> _EXERCISE AIM_
Only an exact retyping of all the entries counts as an answer.

> _RECORDS PROVIDED_
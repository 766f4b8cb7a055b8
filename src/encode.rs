//! Encoding a value graph into an [`Envelope`].
//!
//! Every aggregate reachable from the root gets exactly one store slot, assigned in pre-order.
//! A slot is reserved and remembered under the aggregate's identity before its contents are
//! encoded, so meeting the same aggregate again (through sharing or a cycle) yields a reference
//! to the slot instead of another walk.

use std::collections::HashMap;

use indexmap::IndexMap;
use tracing::{debug, trace};

use crate::classify::{classify, Kind};
use crate::config::Config;
use crate::depth_tracking::DepthTracker;
use crate::error::{Error, Result};
use crate::registry::Registry;
use crate::store::{EncodedValue, Envelope, ObjectRecord, Scalar};
use crate::value::Value;

pub struct Encoder<'a> {
    registry: &'a Registry,
    config: &'a Config,
}

impl<'a> Encoder<'a> {
    pub fn new(registry: &'a Registry, config: &'a Config) -> Self {
        Self { registry, config }
    }

    pub fn encode(&self, value: &Value) -> Result<Envelope> {
        let mut state = EncodeState::new(self.registry, self.config);
        let root = state.encode_value(value)?;
        let store = state.finish()?;
        debug!(slots = store.len(), "encoded value graph");
        Ok(Envelope { root, store })
    }
}

struct EncodeState<'a> {
    registry: &'a Registry,
    config: &'a Config,
    slots: Vec<Option<ObjectRecord>>,
    memo: HashMap<usize, usize>,
    // Holds every memoized aggregate for the whole call, so no address in `memo` can be freed
    // and handed to a different aggregate. Extraction may build short-lived aggregates.
    keep_alive: Vec<Value>,
    depth_tracking: DepthTracker,
}

impl<'a> EncodeState<'a> {
    fn new(registry: &'a Registry, config: &'a Config) -> Self {
        Self {
            registry,
            config,
            slots: Vec::new(),
            memo: HashMap::new(),
            keep_alive: Vec::new(),
            depth_tracking: DepthTracker::new(config.max_depth),
        }
    }

    fn encode_value(&mut self, value: &Value) -> Result<EncodedValue> {
        match classify(value)? {
            Kind::Basic => self.scalar(value).map(EncodedValue::Scalar),
            _ => self.aggregate(value),
        }
    }

    fn scalar(&self, value: &Value) -> Result<Scalar> {
        Ok(match value {
            Value::Null => Scalar::Null,
            Value::Bool(v) => Scalar::Bool(*v),
            Value::Int(v) => Scalar::Int(*v),
            Value::Float(v) if v.is_finite() => Scalar::Float(*v),
            Value::Float(v) => {
                return Err(Error::serialization(format!(
                    "non-finite float {} has no textual form",
                    v
                )))
            }
            Value::Str(s) if s.starts_with(&self.config.reference_prefix) => {
                return Err(Error::serialization(format!(
                    "string `{}` collides with the reference prefix",
                    s
                )))
            }
            Value::Str(s) => Scalar::Str(s.clone()),
            _ => return Err(Error::serialization("expected a scalar")),
        })
    }

    fn aggregate(&mut self, value: &Value) -> Result<EncodedValue> {
        let addr = value
            .identity()
            .ok_or_else(|| Error::serialization("expected an aggregate"))?;
        if let Some(&slot) = self.memo.get(&addr) {
            return Ok(EncodedValue::Reference(slot));
        }
        if self.slots.len() >= self.config.max_slots {
            return Err(Error::serialization(format!(
                "graph needs more than {} slots",
                self.config.max_slots
            )));
        }

        let slot = self.slots.len();
        self.slots.push(None);
        self.memo.insert(addr, slot);
        self.keep_alive.push(value.clone());
        trace!(slot, "reserved slot");

        self.depth_tracking.enter(Error::Serialization)?;
        let record = match value {
            Value::Seq(seq) => {
                let items = seq.borrow();
                let mut encoded = Vec::with_capacity(items.len());
                for item in items.iter() {
                    encoded.push(self.encode_value(item)?);
                }
                ObjectRecord::Seq(encoded)
            }
            Value::Map(map) => {
                let entries = map.borrow();
                ObjectRecord::Map(self.encode_entries(entries.iter())?)
            }
            Value::Object(obj) => {
                let (type_name, fields) = {
                    let instance = obj.borrow();
                    let fields = self.registry.extract(&instance)?;
                    (instance.type_name().to_owned(), fields)
                };
                ObjectRecord::Object {
                    type_name,
                    fields: self.encode_entries(fields.iter())?,
                }
            }
            _ => return Err(Error::serialization("expected an aggregate")),
        };
        self.depth_tracking.leave();

        self.slots[slot] = Some(record);
        Ok(EncodedValue::Reference(slot))
    }

    fn encode_entries<'v, I>(&mut self, entries: I) -> Result<IndexMap<String, EncodedValue>>
    where
        I: Iterator<Item = (&'v String, &'v Value)>,
    {
        let mut encoded = IndexMap::with_capacity(entries.size_hint().0);
        for (key, value) in entries {
            encoded.insert(key.clone(), self.encode_value(value)?);
        }
        Ok(encoded)
    }

    fn finish(self) -> Result<Vec<ObjectRecord>> {
        self.slots
            .into_iter()
            .enumerate()
            .map(|(slot, record)| {
                record.ok_or_else(|| Error::serialization(format!("slot {} was never filled", slot)))
            })
            .collect()
    }
}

> _YOUR SOLUTION_
repository 766f4b8cb7a055b8
filename src/encode.rs
//! Encoding a value graph into an [`Envelope`].
//!
//! Every aggregate reachable from the root gets exactly one store slot, assigned in pre-order.
//! A slot is reserved and remembered under the aggregate's identity before its contents are
//! encoded, so meeting the same aggregate again (through sharing or a cycle) yields a reference
//! to the slot instead of another walk.

use std::collections::HashMap;

use indexmap::IndexMap;
use tracing::{debug, trace};

use crate::classify::{classify, Kind};
use crate::config::Config;
use crate::depth_tracking::DepthTracker;
use crate::error::{Error, Result};
use crate::registry::Registry;
use crate::store::{EncodedValue, Envelope, ObjectRecord, Scalar};
use crate::value::Value;

pub struct Encoder<'a> {
    registry: &'a Registry,
    config: &'a Config,
}

impl<'a> Encoder<'a> {
    pub fn new(registry: &'a Registry, config: &'a Config) -> Self {
        Self { registry, config }
    }

    pub fn encode(&self, value: &Value) -> Result<Envelope> {
        let mut state = EncodeState::new(self.registry, self.config);
        let root = state.encode_value(value)?;
        let store = state.finish()?;
        debug!(slots = store.len(), "encoded value graph");
        Ok(Envelope { root, store })
    }
}

struct EncodeState<'a> {
    registry: &'a Registry,
    config: &'a Config,
    slots: Vec<Option<ObjectRecord>>,
    memo: HashMap<usize, usize>,
    // Holds every memoized aggregate for the whole call, so no address in `memo` can be freed
    // and handed to a different aggregate. Extraction may build short-lived aggregates.
    keep_alive: Vec<Value>,
    depth_tracking: DepthTracker,
}

impl<'a> EncodeState<'a> {
    fn new(registry: &'a Registry, config: &'a Config) -> Self {
        Self {
            registry,
            config,
            slots: Vec::new(),
            memo: HashMap::new(),
            keep_alive: Vec::new(),
            depth_tracking: DepthTracker::new(config.max_depth),
        }
    }

    fn encode_value(&mut self, value: &Value) -> Result<EncodedValue> {
        match classify(value)? {
            Kind::Basic => self.scalar(value).map(EncodedValue::Scalar),
            _ => self.aggregate(value),
        }
    }

    fn scalar(&self, value: &Value) -> Result<Scalar> {
        Ok(match value {
            Value::Null => Scalar::Null,
            Value::Bool(v) => Scalar::Bool(*v),
            Value::Int(v) => Scalar::Int(*v),
            Value::Float(v) if v.is_finite() => Scalar::Float(*v),
            Value::Float(v) => {
                return Err(Error::serialization(format!(
                    "non-finite float {} has no textual form",
                    v
                )))
            }
            Value::Str(s) if s.starts_with(&self.config.reference_prefix) => {
                return Err(Error::serialization(format!(
                    "string `{}` collides with the reference prefix",
                    s
                )))
            }
            Value::Str(s) => Scalar::Str(s.clone()),
            _ => return Err(Error::serialization("expected a scalar")),
        })
    }

    fn aggregate(&mut self, value: &Value) -> Result<EncodedValue> {
        let addr = value
            .identity()
            .ok_or_else(|| Error::serialization("expected an aggregate"))?;
        if let Some(&slot) = self.memo.get(&addr) {
            return Ok(EncodedValue::Reference(slot));
        }
        if self.slots.len() >= self.config.max_slots {
            return Err(Error::serialization(format!(
                "graph needs more than {} slots",
                self.config.max_slots
            )));
        }

        let slot = self.slots.len();
        self.slots.push(None);
        self.memo.insert(addr, slot);
        self.keep_alive.push(value.clone());
        trace!(slot, "reserved slot");

        self.depth_tracking.enter(Error::Serialization)?;
        let record = match value {
            Value::Seq(seq) => {
                let items = seq.borrow();
                let mut encoded = Vec::with_capacity(items.len());
                for item in items.iter() {
                    encoded.push(self.encode_value(item)?);
                }
                ObjectRecord::Seq(encoded)
            }
            Value::Map(map) => {
                let entries = map.borrow();
                ObjectRecord::Map(self.encode_entries(entries.iter())?)
            }
            Value::Object(obj) => {
                let (type_name, fields) = {
                    let instance = obj.borrow();
                    let fields = self.registry.extract(&instance)?;
                    (instance.type_name().to_owned(), fields)
                };
                ObjectRecord::Object {
                    type_name,
                    fields: self.encode_entries(fields.iter())?,
                }
            }
            _ => return Err(Error::serialization("expected an aggregate")),
        };
        self.depth_tracking.leave();

        self.slots[slot] = Some(record);
        Ok(EncodedValue::Reference(slot))
    }

    fn encode_entries<'v, I>(&mut self, entries: I) -> Result<IndexMap<String, EncodedValue>>
    where
        I: Iterator<Item = (&'v String, &'v Value)>,
    {
        let mut encoded = IndexMap::with_capacity(entries.size_hint().0);
        for (key, value) in entries {
            encoded.insert(key.clone(), self.encode_value(value)?);
        }
        Ok(encoded)
    }

    fn finish(self) -> Result<Vec<ObjectRecord>> {
        self.slots
            .into_iter()
            .enumerate()
            .map(|(slot, record)| {
                record.ok_or_else(|| Error::serialization(format!("slot {} was never filled", slot)))
            })
            .collect()
    }
}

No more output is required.